I VOTI DI STAGI. EWAN SCOMPARE, EWAN RIAPPARE

GIRO D'ITALIA | 22/05/2019 | 19:54
di Pier Augusto Stagi

Caleb EWAN. 10. Prima si nasconde, poi si compatta sulla sua bicicletta: quasi scompare. Ma poi lo vedono benissimo: braccia al cielo.


Arnaud DEMARE. 6. È il solo a disporre del treno, che lavora benissimo, ma fatica un po’ a tradurre il gran lavoro in vittorie. Si consola con la maglia ciclamino, che comunque è tanta roba.


Pascal ACKERMANN. 7. Voto alto per quello che fa, nelle condizioni in cui è. Se dovessimo valutare anche il suo atteggiamento, e le parole dirette a Demare, beh, è da 2.

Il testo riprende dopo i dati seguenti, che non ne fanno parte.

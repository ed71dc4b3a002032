//! Submission handlers: save (archive, then synchronize) and load from the archive.

use crate::engine::SyncOutcome;
use crate::error::SyncError;
use crate::ident::{check_form_name, check_session_id};
use crate::payload::{SaveRequest, Submission};
use crate::response::{ok, OkBody};
use crate::service::SyncSummary;
use crate::state::AppState;
use axum::{
    extract::{Query, State},
    Json,
};
use serde::{Deserialize, Serialize};
use serde_json::Value;

#[derive(Serialize)]
#[serde(rename_all = "camelCase")]
pub struct SaveResponse {
    pub file: String,
    pub form_name: String,
    pub session_id: String,
    /// False when the store is disabled or the form has no spec; the archive still holds the data.
    pub synced: bool,
    #[serde(skip_serializing_if = "Option::is_none")]
    pub summary: Option<SyncSummary>,
}

pub async fn save(
    State(state): State<AppState>,
    Json(req): Json<SaveRequest>,
) -> Result<Json<OkBody<SaveResponse>>, SyncError> {
    let data = req
        .data
        .ok_or_else(|| SyncError::BadRequest("no data provided".into()))?;
    let submission = Submission::from_payload(req.form_name.as_deref(), req.session_id.as_deref(), data.clone())?;
    check_form_name(&submission.form_name)?;
    check_session_id(&submission.session_id)?;

    let file = state
        .archive
        .write(&submission.form_name, &submission.session_id, &data)
        .await?;

    let summary = match state.engine.synchronize(&submission).await {
        Ok(SyncOutcome::Synced(summary)) => Some(summary),
        Ok(SyncOutcome::StoreDisabled) => None,
        Err(SyncError::SpecNotFound(form)) => {
            tracing::debug!(form = %form, "no spec; submission archived only");
            None
        }
        Err(e) => return Err(e),
    };

    Ok(ok(SaveResponse {
        file,
        form_name: submission.form_name,
        session_id: submission.session_id,
        synced: summary.is_some(),
        summary,
    }))
}

#[derive(Deserialize)]
#[serde(rename_all = "camelCase")]
pub struct LoadQuery {
    pub form_name: Option<String>,
    pub id: Option<String>,
}

#[derive(Serialize)]
pub struct LoadResponse {
    pub data: Value,
}

pub async fn load(
    State(state): State<AppState>,
    Query(q): Query<LoadQuery>,
) -> Result<Json<OkBody<LoadResponse>>, SyncError> {
    let (Some(form_name), Some(id)) = (q.form_name, q.id) else {
        return Err(SyncError::BadRequest("formName and id required".into()));
    };
    check_form_name(&form_name)?;
    check_session_id(&id)?;
    let data = state
        .archive
        .read(&form_name, &id)
        .await?
        .ok_or_else(|| SyncError::NotFound(format!("{}/{}", form_name, id)))?;
    Ok(ok(LoadResponse { data }))
}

Elia VIVIANI. 5. Un voto complessivo, per i suoi secondi posti e la vittoria negata. Da grande campione quale è , non se la racconta e non la racconta neanche a noi. C’è qualcosa che non va. Stacca la spina, per tornare più agguerrito di prima.

Simone CONSONNI. 7. Lavora per Conti e la squadra, e poi, già che c’è, sostituisce negli sprint Gaviria. Bravissimo.

Giacomo NIZZOLO. 5,5. Lo portano in zona sparo piuttosto bene, ma lui manca il bersaglio. La tappa di domani è tosta, ma se fossi in lui non mi darei per spacciato in partenza.  

Jakub MARECZKO. 4,5. Marechiaro vede ancora nero. Poche volate, e ancora troppo distanti dalle zone che meritano considerazione.

Marco FRAPPORTI. 7. Nel giuoco pensato da Gianni Savio, il bresciano è il libero. Libero di correre come gli pare e come vuole. Mattia Cattaneo e Fausto Masnada, uomini di classifica. Gli altri quattro a loro servizio. Marco a fare quello che gli riesce meglio: andare un fuga. Dimenticavo, il bresciano in materia di fughe è al comando: primo con 620 km, davanti a Damiano Cima con 564 km e Mirco Maestri con 374 km.

Mirco MAESTRI. 7. Il reggiano della Bardiani CSF scalpita, non ama stare circondato da corridori. Ama la libertà, e ogni giorno la insegue.

Damiano Cima. 7. Il bresciano della Nippo Vini Fantini è il “terzo uomo” delle fughe. Uomo di battaglia, che si carica sulle spalle gran parte della fatica del team. Francesco Pelosi e Valentino Sciotti ringraziano. Ma anche noi: senza di loro che tappe sarebbero?

Tarcisio PERSEGONA. 500. Novi Ligure è la città dei Campionissimi, ma anche di un imprenditore che non era di qui, ma per questa cittadina e per il mondo del ciclismo ha fatto non molto, ma moltissimo. Se c’è il Museo dei Campionissimi, gran parte del merito va a questo autentico malato di ciclismo. È mancato il 9 settembre scorso. Imprenditore parmense, pedalatore praticante, è stato colpito da un aneurisma proprio mentre era in sella alla propria bicicletta. Titolare della Tre Colli e da sempre sponsor di varie formazioni professionistiche, in particolare della Androni di Gianni Savio, Tarcisio Persegona aveva cominciato a pedalare a 13 anni - «facevo le gare senza allenarmi, perché in casa non c'era la passione e soprattutto c'era bisogno di lavorare» raccontava. Da allora non si è più fermato e ha trovato nel Gavia la sua montagna: nel mese di agosto del 2017 ha festeggiato la sua salita numero 500, pedalando insieme a Francesco Moser e a tantissimi amici. Adesso siamo qui a Novi Ligure, e tra poco saliremo sul suo Gavia. È probabile che lui sia ancora più in alto, oppure semplicemente più in basso, probabile che possa essersi seduto su un paracarro in prossimità di un tornante. È sicuro: è ancora qui.